### TO DO
Within the listing below, how many lines include the string "tests"? Reply with only the number.

### RECORDS FOR THE TASK
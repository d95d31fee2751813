//! Metered completion handler.
//!
//! ```text
//! POST /completion {"prompt":"..."} -> {"response":"..","tokensCharged":1,"tokenBalance":489}
//! ```

use actix_web::{post, web};
use serde::{Deserialize, Serialize};
use serde_json::json;
use utoipa::ToSchema;

use crate::domain::{DenyReason, Error, Prompt, SessionResolution, TokenBalance};
use crate::inbound::http::ApiResult;
use crate::inbound::http::session::SessionContext;
use crate::inbound::http::state::HttpState;

#[derive(Debug, Serialize, Deserialize, ToSchema)]
pub struct CompletionRequest {
    #[schema(example = "Summarise the plot of Hamlet in one sentence.")]
    pub prompt: String,
}

#[derive(Debug, Serialize, Deserialize, ToSchema)]
#[serde(rename_all = "camelCase")]
pub struct CompletionResponse {
    pub response: String,
    pub tokens_charged: u32,
    pub token_balance: TokenBalance,
}

/// Debit the caller and forward the prompt. Failed calls are refunded.
#[utoipa::path(
    post,
    path = "/completion",
    request_body = CompletionRequest,
    responses(
        (status = 200, description = "Completion text", body = CompletionResponse),
        (status = 400, description = "Invalid prompt", body = Error),
        (status = 401, description = "Not logged in", body = Error),
        (status = 402, description = "Insufficient balance", body = Error),
        (status = 502, description = "Completion provider failure; debit refunded", body = Error)
    ),
    tags = ["completion"],
    operation_id = "complete"
)]
#[post("/completion")]
pub async fn complete(
    state: web::Data<HttpState>,
    session: SessionContext,
    payload: web::Json<CompletionRequest>,
) -> ApiResult<web::Json<CompletionResponse>> {
    let resolution = session.resolve(&state.authenticator).await?;
    if matches!(resolution, SessionResolution::Unauthenticated) {
        return Err(DenyReason::Unauthenticated.into_error());
    }
    let prompt = Prompt::new(payload.into_inner().prompt).map_err(|err| {
        Error::invalid_request(err.to_string()).with_details(json!({ "field": "prompt" }))
    })?;
    let receipt = state.dispatcher.dispatch(resolution, prompt).await?;
    Ok(web::Json(CompletionResponse {
        response: receipt.text,
        tokens_charged: receipt.tokens_charged.get(),
        token_balance: receipt.balance_after,
    }))
}
//! Domain-level error type.
//!
//! Errors are transport agnostic. Inbound adapters map [`ErrorCode`] to a
//! protocol status; the code is the stable, machine-readable reason the
//! caller sees.

use serde::{Deserialize, Serialize};
use serde_json::{Value, json};
use utoipa::ToSchema;

use super::TraceId;

/// Stable machine-readable error code describing the failure category.
#[derive(Debug, Clone, Copy, PartialEq, Eq, Hash, Serialize, Deserialize, ToSchema)]
#[non_exhaustive]
#[serde(rename_all = "snake_case")]
pub enum ErrorCode {
    /// The request is malformed or fails validation.
    InvalidRequest,
    /// No active session is bound to the request.
    Unauthenticated,
    /// The request was refused by admission policy.
    Forbidden,
    /// The account cannot cover the requested debit.
    InsufficientBalance,
    /// No account exists for the identity.
    AccountNotFound,
    /// No purchase intent exists for the identifier.
    UnknownIntent,
    /// The purchase intent belongs to a different identity.
    AccountMismatch,
    /// An external provider (auth, payment, completion) failed.
    ProviderError,
    /// A dependency such as the database is temporarily unavailable.
    ServiceUnavailable,
    /// An unexpected error occurred inside the service.
    InternalError,
}

/// External collaborator responsible for a [`ErrorCode::ProviderError`].
#[derive(Debug, Clone, Copy, PartialEq, Eq, Serialize, Deserialize)]
#[serde(rename_all = "snake_case")]
pub enum ProviderKind {
    /// OAuth identity provider.
    Auth,
    /// Payment provider.
    Payment,
    /// Completion provider.
    Completion,
}

impl ProviderKind {
    /// Wire name used in error details.
    pub fn as_str(self) -> &'static str {
        match self {
            Self::Auth => "auth",
            Self::Payment => "payment",
            Self::Completion => "completion",
        }
    }
}

/// Validation errors emitted by the fallible constructors.
#[derive(Debug, Clone, PartialEq, Eq)]
pub enum ErrorValidationError {
    EmptyMessage,
    EmptyTraceId,
}

impl std::fmt::Display for ErrorValidationError {
    fn fmt(&self, f: &mut std::fmt::Formatter<'_>) -> std::fmt::Result {
        match self {
            Self::EmptyMessage => write!(f, "error message must not be empty"),
            Self::EmptyTraceId => write!(f, "trace identifier must not be empty"),
        }
    }
}

impl std::error::Error for ErrorValidationError {}

/// Domain error payload.
///
/// ## Invariants
/// - `message` is non-empty once trimmed.
/// - `trace_id`, when present, is non-empty.
///
/// # Examples
/// ```
/// use tokengate::domain::{Error, ErrorCode};
///
/// let err = Error::insufficient_balance("balance too low");
/// assert_eq!(err.code(), ErrorCode::InsufficientBalance);
/// ```
#[derive(Debug, Clone, PartialEq, Serialize, Deserialize, ToSchema)]
#[serde(rename_all = "camelCase")]
#[serde(deny_unknown_fields)]
#[serde(try_from = "ErrorDto", into = "ErrorDto")]
pub struct Error {
    #[schema(example = "insufficient_balance")]
    code: ErrorCode,
    #[schema(example = "token balance too low")]
    message: String,
    #[serde(skip_serializing_if = "Option::is_none")]
    trace_id: Option<String>,
    #[serde(skip_serializing_if = "Option::is_none")]
    details: Option<Value>,
}

impl Error {
    /// Create a new error, panicking if the message is blank.
    ///
    /// The current [`TraceId`] is captured when one is in scope.
    pub fn new(code: ErrorCode, message: impl Into<String>) -> Self {
        match Self::try_new(code, message) {
            Ok(value) => value,
            Err(err) => panic!("error messages must satisfy validation: {err}"),
        }
    }

    /// Fallible constructor that validates the message content.
    pub fn try_new(code: ErrorCode, message: impl Into<String>) -> Result<Self, ErrorValidationError> {
        let message = message.into();
        if message.trim().is_empty() {
            return Err(ErrorValidationError::EmptyMessage);
        }
        Ok(Self {
            code,
            message,
            trace_id: TraceId::current().map(|id| id.to_string()),
            details: None,
        })
    }

    pub fn code(&self) -> ErrorCode {
        self.code
    }

    pub fn message(&self) -> &str {
        self.message.as_str()
    }

    pub fn trace_id(&self) -> Option<&str> {
        self.trace_id.as_deref()
    }

    pub fn details(&self) -> Option<&Value> {
        self.details.as_ref()
    }

    /// Attach a trace identifier, panicking if it is blank.
    pub fn with_trace_id(self, trace_id: impl Into<String>) -> Self {
        match self.try_with_trace_id(trace_id) {
            Ok(value) => value,
            Err(err) => panic!("trace identifiers must satisfy validation: {err}"),
        }
    }

    /// Attach a trace identifier.
    pub fn try_with_trace_id(
        mut self,
        trace_id: impl Into<String>,
    ) -> Result<Self, ErrorValidationError> {
        let trace_id = trace_id.into();
        if trace_id.trim().is_empty() {
            return Err(ErrorValidationError::EmptyTraceId);
        }
        self.trace_id = Some(trace_id);
        Ok(self)
    }

    /// Attach structured details to the error.
    pub fn with_details(mut self, details: Value) -> Self {
        self.details = Some(details);
        self
    }

    pub fn invalid_request(message: impl Into<String>) -> Self {
        Self::new(ErrorCode::InvalidRequest, message)
    }

    pub fn unauthenticated(message: impl Into<String>) -> Self {
        Self::new(ErrorCode::Unauthenticated, message)
    }

    pub fn forbidden(message: impl Into<String>) -> Self {
        Self::new(ErrorCode::Forbidden, message)
    }

    pub fn insufficient_balance(message: impl Into<String>) -> Self {
        Self::new(ErrorCode::InsufficientBalance, message)
    }

    pub fn account_not_found(message: impl Into<String>) -> Self {
        Self::new(ErrorCode::AccountNotFound, message)
    }

    pub fn unknown_intent(message: impl Into<String>) -> Self {
        Self::new(ErrorCode::UnknownIntent, message)
    }

    pub fn account_mismatch(message: impl Into<String>) -> Self {
        Self::new(ErrorCode::AccountMismatch, message)
    }

    /// Provider failure tagged with the collaborator at fault.
    ///
    /// # Examples
    /// ```
    /// use tokengate::domain::{Error, ErrorCode, ProviderKind};
    ///
    /// let err = Error::provider(ProviderKind::Completion, "upstream timed out");
    /// assert_eq!(err.code(), ErrorCode::ProviderError);
    /// assert_eq!(err.details().unwrap()["provider"], "completion");
    /// ```
    pub fn provider(kind: ProviderKind, message: impl Into<String>) -> Self {
        Self::new(ErrorCode::ProviderError, message)
            .with_details(json!({ "provider": kind.as_str() }))
    }

    pub fn service_unavailable(message: impl Into<String>) -> Self {
        Self::new(ErrorCode::ServiceUnavailable, message)
    }

    pub fn internal(message: impl Into<String>) -> Self {
        Self::new(ErrorCode::InternalError, message)
    }
}

impl std::fmt::Display for Error {
    fn fmt(&self, f: &mut std::fmt::Formatter<'_>) -> std::fmt::Result {
        write!(f, "{}", self.message)
    }
}

impl std::error::Error for Error {}

#[derive(Debug, Clone, Serialize, Deserialize)]
#[serde(rename_all = "camelCase")]
struct ErrorDto {
    code: ErrorCode,
    message: String,
    #[serde(skip_serializing_if = "Option::is_none")]
    trace_id: Option<String>,
    #[serde(skip_serializing_if = "Option::is_none")]
    details: Option<Value>,
}

impl From<Error> for ErrorDto {
    fn from(value: Error) -> Self {
        Self {
            code: value.code,
            message: value.message,
            trace_id: value.trace_id,
            details: value.details,
        }
    }
}

impl TryFrom<ErrorDto> for Error {
    type Error = ErrorValidationError;

    fn try_from(value: ErrorDto) -> Result<Self, Self::Error> {
        let ErrorDto {
            code,
            message,
            trace_id,
            details,
        } = value;
        let mut error = Error::try_new(code, message)?;
        error.trace_id = None;
        if let Some(id) = trace_id {
            error = error.try_with_trace_id(id)?;
        }
        error.details = details;
        Ok(error)
    }
}
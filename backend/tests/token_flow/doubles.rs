//! Completion provider double that records calls and can be told to fail.

use std::sync::atomic::{AtomicBool, AtomicUsize, Ordering};

use async_trait::async_trait;
use tokengate::domain::Prompt;
use tokengate::domain::ports::{CompletionProvider, CompletionProviderError};

#[derive(Default)]
pub struct ScriptedCompletionProvider {
    calls: AtomicUsize,
    failing: AtomicBool,
}

impl ScriptedCompletionProvider {
    pub fn fail_with_upstream_error(&self) {
        self.failing.store(true, Ordering::SeqCst);
    }

    pub fn calls(&self) -> usize {
        self.calls.load(Ordering::SeqCst)
    }
}

#[async_trait]
impl CompletionProvider for ScriptedCompletionProvider {
    async fn complete(&self, prompt: &Prompt) -> Result<String, CompletionProviderError> {
        self.calls.fetch_add(1, Ordering::SeqCst);
        if self.failing.load(Ordering::SeqCst) {
            return Err(CompletionProviderError::upstream(503_u16));
        }
        Ok(format!("answer to {}", prompt.as_str()))
    }
}
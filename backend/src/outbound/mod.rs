//! Outbound adapters implementing the domain ports.
//!
//! - **persistence**: PostgreSQL repositories using Diesel
//! - **memory**: in-process repositories for database-less runs and tests
//! - **oauth**, **payments**, **completion**: reqwest clients for the
//!   identity, payment and completion providers
//!
//! Adapters translate between domain types and wire or row formats. They
//! hold no business rules.

pub mod completion;
pub mod memory;
pub mod oauth;
pub mod payments;
pub mod persistence;
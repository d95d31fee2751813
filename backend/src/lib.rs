//! Session-gated, prepaid-token access to a metered completion API.
//!
//! The crate is organised as a hexagon: [`domain`] holds the account,
//! session and purchase invariants and the ports they need; [`inbound`]
//! exposes them over HTTP; [`outbound`] implements the ports against
//! PostgreSQL, OAuth, payment and completion providers.

pub mod doc;
pub mod domain;
pub mod inbound;
pub mod middleware;
pub mod outbound;
#[cfg(test)]
mod test_support;

/// Public OpenAPI surface used by Swagger UI and tooling.
pub use doc::ApiDoc;
pub use domain::TraceId;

### ANSWER FOR THE TASK
2